Helmuth Nietzsch, Sicherheitsfachkraft
BOGDOL Gebäudemanagement GmbH, Hamburg
SPIE Deutschland & Zentraleuropa:
Ein-Personen-Hubarbeitsbühne statt Leiter
SPIE betreut u. a. den Neubau bzw. die Modernisierung von vier Frankfurter Schulen und ist auch für den anschließenden Betrieb zuständig. Im Rahmen dessen führt das Unternehmen alle Wartungen und Instandsetzungen an den technischen Anlagen durch. Hierbei müssen die Servicetechniker und -technikerinnen viele Arbeiten im Deckenbereich, wie z. B. den Austausch defekter Leuchtmittel oder die Arbeiten an den Heizungs- und Lüftungsanlagen, erledigen. Bisher mussten die Ausführenden sowohl die Leiter als auch die Arbeitsmaterialien an den jeweiligen Einsatzort tragen. Aufgrund der langen Wege und der Arbeit auf der Leiter beanspruchte dies nicht nur mehr Zeit. Sondern es beeinträchtigten darüber hinaus den Aufstieg und den Transport von Material. Durch die Anschaffung einer Hubarbeitsbühne änderte sich diese Situation und die Arbeitssicherheit unserer Mitarbeitenden wurde zunehmend verbessert.

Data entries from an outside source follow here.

//! Score encoding for queue entries.
//!
//! A single numeric score gives the queue a total ordering that satisfies
//! both rules at once:
//!
//! - strictly higher priority first;
//! - within a priority, older `enqueued_at` first (FIFO).
//!
//! The encoding is `priority * PRIORITY_BAND + (TIMESTAMP_CEILING - ts)`,
//! where `ts` is the enqueue time in unix seconds. The band factor exceeds
//! any unix timestamp below the ceiling, so the priority term always
//! dominates; within a band, older timestamps leave a larger remainder and
//! therefore win. Higher score = dispatched earlier.
//!
//! All arithmetic is integral; scores are converted to `f64` only at the
//! sorted-set boundary, where every value in range is exactly representable.

use chrono::{DateTime, TimeZone, Utc};

use crate::item::Priority;

/// Width of one priority band. Larger than any unix timestamp the encoding
/// accepts, so the priority term dominates the ordering.
pub const PRIORITY_BAND: i64 = 10_000_000_000;

/// Upper bound on enqueue timestamps (unix seconds). Reached in the year
/// 2286; until then the age term is strictly positive and decreasing in
/// enqueue time.
pub const TIMESTAMP_CEILING: i64 = 9_999_999_999;

/// Encodes a priority and enqueue time into an ordering score.
pub fn encode(priority: Priority, enqueued_at: DateTime<Utc>) -> f64 {
    let ts = enqueued_at.timestamp().clamp(0, TIMESTAMP_CEILING);
    (priority.level() as i64 * PRIORITY_BAND + (TIMESTAMP_CEILING - ts)) as f64
}

/// Decodes a score back into its priority and enqueue time.
///
/// Scores outside the valid bands (produced by a corrupted entry) decode to
/// a clamped priority so the caller still gets a usable ordering.
pub fn decode(score: f64) -> (Priority, DateTime<Utc>) {
    let score = score as i64;
    let level = (score / PRIORITY_BAND).clamp(Priority::MIN as i64, Priority::MAX as i64);
    // Level was clamped into range above.
    let priority = Priority::new(level).unwrap_or(Priority::LOW);
    let time_component = score - level * PRIORITY_BAND;
    let ts = (TIMESTAMP_CEILING - time_component).clamp(0, TIMESTAMP_CEILING);
    let enqueued_at = Utc
        .timestamp_opt(ts, 0)
        .single()
        .unwrap_or_else(Utc::now);
    (priority, enqueued_at)
}

/// Extracts the age component of a score (the part below the band factor).
pub fn time_component(score: f64) -> i64 {
    let score = score as i64;
    score % PRIORITY_BAND
}

/// Rewrites the priority band of a score, preserving its age component.
/// A priority change must not reset FIFO age within the new band.
pub fn with_priority(score: f64, new_priority: Priority) -> f64 {
    (new_priority.level() as i64 * PRIORITY_BAND + time_component(score)) as f64
}

/// Inclusive score range covered by one priority band.
pub fn band_range(priority: Priority) -> (f64, f64) {
    let min = priority.level() as i64 * PRIORITY_BAND;
    let max = min + PRIORITY_BAND - 1;
    (min as f64, max as f64)
}

#[cfg(test)]
mod tests {
    use super::*;
    use chrono::Duration;

    #[test]
    fn test_priority_dominates() {
        let now = Utc::now();
        let much_older = now - Duration::days(365);
        let low_old = encode(Priority::LOW, much_older);
        let high_new = encode(Priority::HIGH, now);
        assert!(high_new > low_old);
    }

    #[test]
    fn test_older_wins_within_band() {
        let now = Utc::now();
        let older = encode(Priority::NORMAL, now - Duration::seconds(10));
        let newer = encode(Priority::NORMAL, now);
        assert!(older > newer);
    }

    #[test]
    fn test_encode_decode_roundtrip() {
        let at = Utc.timestamp_opt(1_700_000_000, 0).unwrap();
        for priority in Priority::all() {
            let score = encode(priority, at);
            let (p, ts) = decode(score);
            assert_eq!(p, priority);
            assert_eq!(ts, at);
        }
    }

    #[test]
    fn test_with_priority_preserves_age() {
        let at = Utc.timestamp_opt(1_700_000_000, 0).unwrap();
        let score = encode(Priority::LOW, at);
        let boosted = with_priority(score, Priority::HIGH);
        let (p, ts) = decode(boosted);
        assert_eq!(p, Priority::HIGH);
        assert_eq!(ts, at);
    }

    #[test]
    fn test_band_range_bounds() {
        let (min, max) = band_range(Priority::NORMAL);
        assert_eq!(min as i64, 3 * PRIORITY_BAND);
        assert_eq!(max as i64, 4 * PRIORITY_BAND - 1);

        let at = Utc.timestamp_opt(1_700_000_000, 0).unwrap();
        let score = encode(Priority::NORMAL, at);
        assert!(score >= min && score <= max);
    }

    #[test]
    fn test_bands_do_not_overlap() {
        let mut previous_max = f64::MIN;
        for priority in Priority::all() {
            let (min, max) = band_range(priority);
            assert!(min > previous_max);
            previous_max = max;
        }
    }

    #[test]
    fn test_scores_exact_in_f64() {
        // Largest encodable score must survive the f64 roundtrip exactly.
        let top = Priority::MAX as i64 * PRIORITY_BAND + TIMESTAMP_CEILING;
        assert_eq!(top as f64 as i64, top);
    }
}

Sie können jetzt die gesamten Arbeitsmaterialien gleichzeitig transportieren, haben einen sicheren Aufstieg zu den Deckenbereichen sowie eine größere Arbeitsplattform ohne Absturzgefahr. Wegen einer Breite von nur 75 cm können sie mit der Hubarbeitsbühne durch jede Tür fahren und mittels Aufzügen die Etagen problemlos wechseln. Angesichts der Arbeitshöhe von 4 m können 95 % aller Decken und Leuchten erreicht werden. Durch den Einsatz der Arbeitsbühne konnte der Gesamtaufwand beim Arbeiten in der Höhe von zwei bis drei Tagen auf zwei bis drei Stunden in der Woche reduziert werden. Auch der Arbeitsschutz konnte erheblich gesteigert werden, wodurch es zu weniger Absturzunfällen kommt.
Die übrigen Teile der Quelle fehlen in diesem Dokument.